All My Children, General Hospital, and One Life to Live became my life. My daytime tv life, that is. My day couldn’t really get started unless I got to see my shows.
When I joined OLTL full time, John McBain had barely gotten settled and hooked up with Evangeline. Crazy Margaret had just entered the scene, and had kidnapped Todd and forced him to try to get her pregnant, and locked Blair in the trunk of a car(And later on, she gave birth to my hero, Spidey Sam Manning).
This is what I was looking for. Action! Suspense! Drama! Love! Insanity! There was so much going on, and it didn’t stop there. I got to meet Niki Smith and Jean Randolph, not to mention Tess and Bess! And don’t forget the Blair-Tea catfights. Rex and Jenn. Rex and Adriana. Rex and Gigi. And David Vickers!
Ok. I’m getting extremely sad writing this. For every name I mention, a hundred scenes flood my mind, so many moments…for instance, when I think of Rex, I think of all his women…and one of these women, for the shortest time in the world, was one of my college theatre buddies. She played some slutty chick who worked at UV. I was seriously never so proud of her as when I saw her trying to seduce Rex.
In retrospect, that may have been the day my reality and fantasy lines started to blur. So, yeah. OLTL has been a very important part of my life, and in the livelihood of my friends in the business. Just before the cancellations, mere weeks before the cancellations, I mentioned to a Twitter buddy that I was seriously considering trying, somehow, to be a soap writer. Oddly enough, this is the loftiest goal I had set for myself in many years. I don’t *do* goals. And then the news hit. Two less “prospects,” so to speak.
I just can’t get out the proper words to state what One Life to Live has meant to me. There is too much anger still about how everything went down. There is too much sadness. I’m losing another big chunk of inspiration, of my life. I mean, I found my Muse for my current work in progress in Llanview.
I’ve been working on this one since August. And I didn’t feel a connection with my main male character. At all. Then, a couple of months ago, I turn on OLTL, and there is Josh Kelly (aka Cutter Wentworth), doing something in a way that I feel my character would, and BAM! Helllloooo, Muse! There was something about the vibe he was giving off in whatever scene was happening that day that made everything click for me. It totally unlocked my character. I liked him, I understood him, and I saw what my main female character fall in love with him. Just because of one scene.
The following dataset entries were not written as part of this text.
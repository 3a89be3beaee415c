// src/client/chat.rs
use futures_util::StreamExt;
use reqwest::Client;
use serde_json::json;

use crate::client::ClientConfig;
use crate::client::stream::SseDecoder;
use crate::errors::CropSenseError;
use crate::models::Transcript;

/// Client side of the farm-chat flow: sends the accumulating transcript to
/// the relay and folds the streamed deltas into the trailing assistant entry.
pub struct ChatClient {
    http: Client,
    config: ClientConfig,
}

impl ChatClient {
    pub fn new(config: ClientConfig) -> Self {
        Self {
            http: Client::new(),
            config,
        }
    }

    /// Appends `text` as a user message, streams the assistant reply into a
    /// placeholder entry, and invokes `on_update` with the running content
    /// after every delta. On any stream failure the placeholder is removed,
    /// leaving the transcript as it was plus the user's own message.
    pub async fn send<F>(
        &self,
        transcript: &mut Transcript,
        text: &str,
        mut on_update: F,
    ) -> Result<(), CropSenseError>
    where
        F: FnMut(&str),
    {
        transcript.push_user(text);
        // Snapshot the outgoing payload before the placeholder goes in.
        let payload = json!({ "messages": transcript.messages() });
        transcript.begin_assistant();

        let result = self.stream_reply(transcript, &payload, &mut on_update).await;
        if result.is_err() {
            transcript.rollback_assistant();
        }
        result
    }

    async fn stream_reply<F>(
        &self,
        transcript: &mut Transcript,
        payload: &serde_json::Value,
        on_update: &mut F,
    ) -> Result<(), CropSenseError>
    where
        F: FnMut(&str),
    {
        let response = self
            .http
            .post(format!("{}/farm-chat", self.config.relay_url))
            .bearer_auth(&self.config.publishable_key)
            .json(payload)
            .send()
            .await
            .map_err(|e| CropSenseError::StreamUnavailable(format!("relay unreachable: {}", e)))?;

        if !response.status().is_success() {
            return Err(CropSenseError::StreamUnavailable(format!(
                "relay returned {}",
                response.status()
            )));
        }

        let mut decoder = SseDecoder::new();
        let mut body = response.bytes_stream();
        while let Some(chunk) = body.next().await {
            let chunk = chunk
                .map_err(|e| CropSenseError::StreamUnavailable(format!("stream interrupted: {}", e)))?;
            for delta in decoder.feed(&chunk) {
                transcript.append_to_assistant(&delta);
                on_update(transcript.last_content());
            }
        }
        Ok(())
    }
}
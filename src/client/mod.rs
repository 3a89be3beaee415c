// src/client/mod.rs
pub mod chat;
pub mod diagnosis;
pub mod stream;

pub use chat::ChatClient;
pub use diagnosis::DiagnosisClient;
pub use stream::SseDecoder;

/// Transport configuration for the browser-equivalent client pipelines:
/// where the relay lives and the publishable key sent as the bearer token.
#[derive(Debug, Clone)]
pub struct ClientConfig {
    pub relay_url: String,
    pub publishable_key: String,
}

impl ClientConfig {
    pub fn from_env() -> Self {
        Self {
            relay_url: std::env::var("RELAY_URL")
                .unwrap_or_else(|_| "http://127.0.0.1:8080".to_string()),
            publishable_key: std::env::var("RELAY_PUBLISHABLE_KEY").unwrap_or_default(),
        }
    }
}
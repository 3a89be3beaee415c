// src/errors.rs
use actix_web::{HttpResponse, ResponseError};
use thiserror::Error;

use crate::handlers::{CORS_ALLOW_HEADERS, CORS_ALLOW_ORIGIN};

#[derive(Error, Debug)]
pub enum CropSenseError {
    #[error("Validation error: {0}")]
    Validation(String),

    #[error("Config error: {0}")]
    Config(String),

    #[error("AI gateway error ({status}): {body}")]
    Upstream { status: u16, body: String },

    #[error("Malformed gateway response: {0}")]
    MalformedUpstreamResponse(String),

    #[error("Network error: {0}")]
    Network(String),

    #[error("Stream unavailable: {0}")]
    StreamUnavailable(String),

    #[error("Image decode error: {0}")]
    ImageDecode(String),

    #[error("No image staged for analysis")]
    NoImage,

    #[error("Relay error: {0}")]
    Relay(String),
}

impl ResponseError for CropSenseError {
    // Every relay-side failure collapses into the same `{error}` JSON shape
    // the browser client expects, CORS headers included.
    fn error_response(&self) -> HttpResponse {
        HttpResponse::InternalServerError()
            .insert_header(CORS_ALLOW_ORIGIN)
            .insert_header(CORS_ALLOW_HEADERS)
            .json(serde_json::json!({
                "error": self.to_string()
            }))
    }
}
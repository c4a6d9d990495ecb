//! Popover: a trigger revealing free-form content.

use std::any::Any;
use std::cell::RefCell;
use std::rc::Rc;

use super::{missing_parts, part, Widget, WidgetRef};
use crate::channel::Observer;
use crate::cx::Cx;
use crate::dom::{DomEvent, EventKind, Key, NodeId};
use crate::error::InitError;
use crate::timer::TimerId;
use crate::types::OverlayOpening;

pub const COMPONENT: &str = "popover";

#[derive(Debug)]
pub struct Popover {
    root: NodeId,
    trigger: NodeId,
    content: NodeId,
    open: bool,
    autofocus: Option<TimerId>,
}

pub(crate) fn init(cx: &mut Cx, root: NodeId) -> Result<Option<WidgetRef>, InitError> {
    let trigger = cx.doc.child_matching(root, &part("button"));
    let content = cx.doc.child_matching(root, &part("[data-popover]"));
    let (Some(trigger), Some(content)) = (trigger, content) else {
        return Err(missing_parts(
            "Popover",
            &[("trigger", trigger.is_some()), ("content", content.is_some())],
        ));
    };

    let widget = Rc::new(RefCell::new(Popover {
        root,
        trigger,
        content,
        open: cx.doc.attr(trigger, "aria-expanded") == Some("true"),
        autofocus: None,
    }));
    cx.bus().overlay.subscribe(&widget);
    let widget: WidgetRef = widget;
    Ok(Some(widget))
}

impl Popover {
    #[must_use]
    pub fn is_open(&self) -> bool {
        self.open
    }

    /// Announces the opening and shows the content. An `[autofocus]` element
    /// inside gets focus once the entry transition ends.
    pub fn open(&mut self, cx: &mut Cx) {
        cx.publish(|bus| &bus.overlay, &OverlayOpening { source: self.root });

        self.cancel_autofocus(cx);
        if let Some(autofocus) = cx.doc.query(self.content, &part("[autofocus]")) {
            self.autofocus = cx.after_transition(self.content, move |cx| cx.doc.focus(autofocus));
        }
        self.open = true;
        cx.doc.set_attr(self.trigger, "aria-expanded", "true");
        cx.doc.set_attr(self.content, "aria-hidden", "false");
    }

    pub fn close(&mut self, cx: &mut Cx, focus_trigger: bool) {
        if !self.open {
            return;
        }
        self.open = false;
        self.cancel_autofocus(cx);
        cx.doc.set_attr(self.trigger, "aria-expanded", "false");
        cx.doc.set_attr(self.content, "aria-hidden", "true");
        if focus_trigger {
            cx.doc.focus(self.trigger);
        }
    }
}

impl Popover {
    fn cancel_autofocus(&mut self, cx: &mut Cx) {
        if let Some(id) = self.autofocus.take() {
            cx.clear_timeout(id);
        }
    }
}

impl Widget for Popover {
    fn component(&self) -> &'static str {
        COMPONENT
    }

    fn root(&self) -> NodeId {
        self.root
    }

    fn handle_event(&mut self, cx: &mut Cx, event: &mut DomEvent) {
        match event.kind {
            EventKind::Click if cx.doc.contains(self.trigger, event.target) => {
                if self.open {
                    self.close(cx, true);
                } else {
                    self.open(cx);
                }
            }
            EventKind::KeyDown(Key::Escape) => self.close(cx, true),
            _ => {}
        }
    }

    fn handle_document_event(&mut self, cx: &mut Cx, event: &DomEvent) {
        if event.kind == EventKind::Click && !cx.doc.contains(self.root, event.target) {
            self.close(cx, true);
        }
    }

    fn as_any(&self) -> &dyn Any {
        self
    }

    fn as_any_mut(&mut self) -> &mut dyn Any {
        self
    }
}

impl Observer<OverlayOpening> for Popover {
    fn observe(&mut self, cx: &mut Cx, message: &OverlayOpening) {
        if message.source != self.root {
            self.close(cx, false);
        }
    }
}

#[cfg(test)]
mod tests {
    use super::*;
    use crate::config::Config;
    use crate::dom::Markup;
    use std::time::Duration;

    fn popover(transition: Option<Duration>) -> Markup {
        let mut content = Markup::new("div")
            .attr("data-popover", "")
            .child(Markup::new("input").id("name").attr("autofocus", ""));
        if let Some(d) = transition {
            content = content.transition(d);
        }
        Markup::new("div")
            .class("popover")
            .child(Markup::new("button").id("open"))
            .child(content)
    }

    #[test]
    fn autofocus_is_immediate_without_transition() {
        let mut cx = Cx::new(Config::default());
        let body = cx.doc.body();
        let root = cx.doc.insert(body, &popover(None)).unwrap();
        let widget = init(&mut cx, root).unwrap().unwrap();
        let trigger = cx.doc.element_by_id("open").unwrap();

        widget
            .borrow_mut()
            .handle_event(&mut cx, &mut DomEvent::click(trigger));

        assert_eq!(cx.doc.focused(), cx.doc.element_by_id("name"));
        assert_eq!(cx.doc.attr(trigger, "aria-expanded"), Some("true"));
    }

    #[test]
    fn autofocus_waits_for_entry_transition() {
        let mut cx = Cx::new(Config::default());
        let body = cx.doc.body();
        let root = cx
            .doc
            .insert(body, &popover(Some(Duration::from_millis(150))))
            .unwrap();
        let widget = init(&mut cx, root).unwrap().unwrap();
        let trigger = cx.doc.element_by_id("open").unwrap();

        widget
            .borrow_mut()
            .handle_event(&mut cx, &mut DomEvent::click(trigger));

        assert_eq!(cx.doc.focused(), None);
        assert_eq!(cx.timers.len(), 1);
    }

    #[test]
    fn toggling_keeps_at_most_one_pending_autofocus() {
        let mut cx = Cx::new(Config::default());
        let body = cx.doc.body();
        let root = cx
            .doc
            .insert(body, &popover(Some(Duration::from_millis(200))))
            .unwrap();
        let widget = init(&mut cx, root).unwrap().unwrap();
        let trigger = cx.doc.element_by_id("open").unwrap();

        for _ in 0..3 {
            widget
                .borrow_mut()
                .handle_event(&mut cx, &mut DomEvent::click(trigger));
        }
        assert_eq!(cx.doc.attr(trigger, "aria-expanded"), Some("true"));
        assert_eq!(cx.timers.len(), 1);

        widget
            .borrow_mut()
            .handle_event(&mut cx, &mut DomEvent::click(trigger));
        assert!(cx.timers.is_empty());
    }

    #[test]
    fn missing_content_is_reported() {
        let mut cx = Cx::new(Config::default());
        let body = cx.doc.body();
        let root = cx
            .doc
            .insert(body, &Markup::new("div").class("popover").child(Markup::new("button")))
            .unwrap();
        let Err(err) = init(&mut cx, root) else {
            panic!("expected missing parts");
        };
        assert_eq!(
            err,
            InitError::MissingParts {
                component: "Popover",
                missing: vec!["content"]
            }
        );
    }
}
So, now not only is daytime losing talent, I’m losing a little inspiration. A lot of inspiration.
It wasn’t fully real to me that the end was drawing near until last Thursday and Friday’s episodes. The hostage situations, the shootings, and then Starr singing that damn song at the end. A beautiful moment in the middle of chaos. That’s when it became real. That’s when I broke down in tears. Then I got mad. This show had just given us so many beautiful moments, and I don’t believe that there will be any sort of moment that comes close in either of the two replacement shows. Ever.
On Monday, January 16, my television will be black in honor of All My Children and One Life to Live. And possibly infinitely.
I’m not the type of person who has a lot of hope, in general, but I’m still holding out a little hope for our shows.